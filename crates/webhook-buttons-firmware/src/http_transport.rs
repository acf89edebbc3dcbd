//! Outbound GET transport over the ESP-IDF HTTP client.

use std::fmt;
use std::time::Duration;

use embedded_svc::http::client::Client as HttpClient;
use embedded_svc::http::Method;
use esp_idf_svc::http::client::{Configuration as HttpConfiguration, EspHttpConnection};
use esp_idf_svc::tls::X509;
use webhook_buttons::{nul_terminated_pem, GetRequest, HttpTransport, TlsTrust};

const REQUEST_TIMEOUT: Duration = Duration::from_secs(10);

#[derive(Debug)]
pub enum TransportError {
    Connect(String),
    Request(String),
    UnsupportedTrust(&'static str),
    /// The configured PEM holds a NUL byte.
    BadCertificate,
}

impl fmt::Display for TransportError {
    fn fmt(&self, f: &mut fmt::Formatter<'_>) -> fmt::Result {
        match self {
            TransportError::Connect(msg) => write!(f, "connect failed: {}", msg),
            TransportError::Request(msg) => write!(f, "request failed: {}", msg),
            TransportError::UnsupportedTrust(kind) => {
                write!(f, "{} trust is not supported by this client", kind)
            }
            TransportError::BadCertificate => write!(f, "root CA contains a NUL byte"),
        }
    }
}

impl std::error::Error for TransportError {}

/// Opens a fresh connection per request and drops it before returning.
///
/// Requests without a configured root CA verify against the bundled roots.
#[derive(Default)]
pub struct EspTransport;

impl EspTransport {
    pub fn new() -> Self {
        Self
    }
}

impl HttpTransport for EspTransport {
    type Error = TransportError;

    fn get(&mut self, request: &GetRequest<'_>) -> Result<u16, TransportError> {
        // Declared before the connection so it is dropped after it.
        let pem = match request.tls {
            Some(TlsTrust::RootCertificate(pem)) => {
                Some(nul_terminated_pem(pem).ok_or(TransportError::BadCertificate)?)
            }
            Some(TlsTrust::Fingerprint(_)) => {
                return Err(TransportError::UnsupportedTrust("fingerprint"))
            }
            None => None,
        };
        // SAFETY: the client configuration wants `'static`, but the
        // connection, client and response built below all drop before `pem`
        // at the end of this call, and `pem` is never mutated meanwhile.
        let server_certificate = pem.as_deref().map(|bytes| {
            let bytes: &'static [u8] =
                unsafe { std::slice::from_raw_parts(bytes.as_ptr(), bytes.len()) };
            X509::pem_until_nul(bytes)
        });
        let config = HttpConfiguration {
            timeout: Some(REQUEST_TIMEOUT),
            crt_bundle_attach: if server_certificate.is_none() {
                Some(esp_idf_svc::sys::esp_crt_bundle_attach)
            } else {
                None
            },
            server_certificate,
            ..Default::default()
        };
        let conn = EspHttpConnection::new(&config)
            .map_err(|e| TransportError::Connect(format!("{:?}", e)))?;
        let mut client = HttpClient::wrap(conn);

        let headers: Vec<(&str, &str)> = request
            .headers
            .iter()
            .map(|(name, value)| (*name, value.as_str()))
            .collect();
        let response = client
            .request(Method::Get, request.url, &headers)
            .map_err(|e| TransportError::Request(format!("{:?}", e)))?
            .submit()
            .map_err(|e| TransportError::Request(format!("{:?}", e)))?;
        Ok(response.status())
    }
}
+++++
> _PROBLEM REQUIREMENTS_: Where does the word "configured" appear in the records above? Return every line that holds it.

> _OUTPUT_:
    /// The configured PEM holds a NUL byte.
/// Requests without a configured root CA verify against the bundled roots.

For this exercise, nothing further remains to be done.